TL;DR For the Busy Dev

  • Fleet Mode (/fleet) is built into Copilot CLI. It auto-decomposes your task and runs stateless sub-agents in parallel. Zero setup. No memory between sessions.
  • Squad is an open-source framework by Brady Gaster (Principal PM Architect at Microsoft). It installs a persistent team of named AI specialists into your repo. They remember decisions, enforce review protocols, and learn your codebase over time.
  • They are different layers that solve different problems. Fleet is a dispatch primitive. Squad is a coordination framework built on top of the same sub-agent primitives.
  • Squad is not redundant because of Fleet. Brady explicitly evaluated using Fleet as Squad's core and decided against it.
  • They work better together. Squad v0.10.0 ships a hybrid dispatch mode that uses Fleet for read-heavy batch work (2.9x faster) and its own charter-aware dispatching for writes.
  • Pick Fleet for one-off parallel tasks. Pick Squad for projects where agents need to accumulate knowledge over days or weeks. Pick both if you want the speed of Fleet and the governance of Squad.

The confusion is real

I kept seeing /fleet and squad referenced in the same conversations. Both involve multiple agents. Both parallelize work. Both run inside the Copilot CLI. So I dug into the docs, the source code, and the GitHub issues to figure out what actually differs.

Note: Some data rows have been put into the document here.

//! YAML pipeline loading.

use crate::job::Job;
use crate::params::{Param, ParamKind};
use crate::pipeline::Pipeline;
use crate::strategy::Strategy;
use crate::trigger::Trigger;
use conveyor_core::error::ConfigError;
use conveyor_core::ids::RunId;
use conveyor_core::registry::StageRegistry;
use conveyor_core::stage::StageConfig;
use indexmap::IndexMap;
use serde::Deserialize;
use std::fs;
use std::path::Path;

#[derive(Debug, Deserialize)]
struct PipelineFile {
    name: String,
    #[serde(default)]
    desc: Option<String>,
    #[serde(default)]
    params: IndexMap<String, ParamConfig>,
    #[serde(default)]
    on: TriggerList,
    #[serde(default)]
    jobs: IndexMap<String, JobConfig>,
}

/// A declared param is either a bare kind string (`env: str`) or the full
/// form with `required` and `default`.
#[derive(Debug, Deserialize)]
#[serde(untagged)]
enum ParamConfig {
    Kind(ParamKind),
    Full(Param),
}

impl From<ParamConfig> for Param {
    fn from(config: ParamConfig) -> Self {
        match config {
            ParamConfig::Kind(kind) => Param::of(kind),
            ParamConfig::Full(param) => param,
        }
    }
}

/// `on` accepts a single trigger or a list of them.
#[derive(Debug, Deserialize)]
#[serde(untagged)]
enum TriggerList {
    One(Trigger),
    Many(Vec<Trigger>),
}

impl Default for TriggerList {
    fn default() -> Self {
        Self::Many(Vec::new())
    }
}

impl From<TriggerList> for Vec<Trigger> {
    fn from(list: TriggerList) -> Self {
        match list {
            TriggerList::One(trigger) => vec![trigger],
            TriggerList::Many(triggers) => triggers,
        }
    }
}

#[derive(Debug, Deserialize)]
struct JobConfig {
    #[serde(default)]
    desc: Option<String>,
    #[serde(default, rename = "runs-on")]
    runs_on: Option<String>,
    #[serde(default)]
    needs: Vec<String>,
    #[serde(default)]
    strategy: Strategy,
    #[serde(default)]
    stages: Vec<StageConfig>,
}

/// Parse a pipeline document and resolve its stages through the registry.
///
/// Loading is strict where execution cannot be: dependency cycles are
/// rejected here so a misauthored file fails at load time instead of
/// spinning until the run deadline.
pub fn from_yaml(source: &str, registry: &StageRegistry) -> Result<Pipeline, ConfigError> {
    let file: PipelineFile =
        serde_yaml::from_str(source).map_err(|err| ConfigError::Parse(err.to_string()))?;

    let mut jobs = IndexMap::with_capacity(file.jobs.len());
    for (id, config) in file.jobs {
        let mut stages = Vec::with_capacity(config.stages.len());
        for stage in &config.stages {
            stages.push(registry.build(stage)?);
        }
        jobs.insert(
            id.clone(),
            Job {
                id,
                desc: config.desc,
                runs_on: config.runs_on,
                stages,
                needs: config.needs,
                strategy: config.strategy,
                run_id: RunId::new(),
            },
        );
    }

    let params = file
        .params
        .into_iter()
        .map(|(name, config)| (name, Param::from(config)))
        .collect();

    let pipeline = Pipeline::new(file.name, file.desc, params, file.on.into(), jobs)?;
    pipeline.check_order()?;
    tracing::debug!(pipeline = %pipeline.name, jobs = pipeline.jobs.len(), "loaded pipeline");
    Ok(pipeline)
}

pub fn load_pipeline(
    path: impl AsRef<Path>,
    registry: &StageRegistry,
) -> Result<Pipeline, ConfigError> {
    let source = fs::read_to_string(path)?;
    from_yaml(&source, registry)
}

#[cfg(test)]
mod tests {
    use super::*;

    const DOC: &str = r#"
name: build-matrix
desc: Build across a version matrix.
params:
  env: str
  retries:
    type: int
    default: 3
on:
  - "*/5 * * * *"
jobs:
  build:
    strategy:
      fail-fast: true
      max-parallel: 2
      matrix:
        version: [1, 2]
    stages:
      - name: Compile
        kind: shell
        run: "echo compiling ${{ matrix.version }}"
  report:
    needs: [build]
    stages:
      - name: Done
        message: "all variants built"
"#;

    #[test]
    fn test_full_document_loads() {
        let registry = StageRegistry::builtin();
        let pipeline = from_yaml(DOC, &registry).unwrap();

        assert_eq!(pipeline.name, "build-matrix");
        assert_eq!(pipeline.on.len(), 1);
        assert_eq!(pipeline.jobs["report"].needs, vec!["build"]);
        assert!(pipeline.jobs["build"].strategy.fail_fast);
        // Bare-kind and full param forms both parse.
        assert_eq!(pipeline.params.len(), 2);
        assert_eq!(pipeline.params["retries"].default, Some(serde_json::json!(3)));
    }

    #[test]
    fn test_unknown_stage_kind_fails_at_load() {
        let registry = StageRegistry::builtin();
        let doc = r#"
name: bad
jobs:
  a:
    stages:
      - name: Nope
        kind: teleport
"#;
        assert!(matches!(
            from_yaml(doc, &registry),
            Err(ConfigError::UnknownStageKind(_))
        ));
    }

    #[test]
    fn test_cycle_fails_at_load() {
        let registry = StageRegistry::builtin();
        let doc = r#"
name: cyclic
jobs:
  a:
    needs: [b]
  b:
    needs: [a]
"#;
        assert!(matches!(
            from_yaml(doc, &registry),
            Err(ConfigError::CycleDetected)
        ));
    }

    #[test]
    fn test_single_trigger_shorthand() {
        let registry = StageRegistry::builtin();
        let doc = "name: single\non: \"0 * * * *\"\n";
        let pipeline = from_yaml(doc, &registry).unwrap();
        assert_eq!(pipeline.on.len(), 1);
        assert_eq!(pipeline.on[0].expr, "0 * * * *");
    }

    #[test]
    fn test_load_pipeline_from_file() {
        let dir = tempfile::tempdir().unwrap();
        let path = dir.path().join("pipeline.yml");
        fs::write(&path, DOC).unwrap();

        let registry = StageRegistry::builtin();
        let pipeline = load_pipeline(&path, &registry).unwrap();
        assert_eq!(pipeline.name, "build-matrix");
    }
}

The short answer: they operate at different levels. Fleet gives you raw parallelism. Squad gives you a coordinated team. Understanding that distinction changes how you think about multi-agent workflows.


What is Fleet Mode?

fleet-in-cli

Fleet is a built-in Copilot CLI slash command. Type /fleet followed by a prompt, and the orchestrator breaks your task into independent sub-tasks, then runs them in parallel.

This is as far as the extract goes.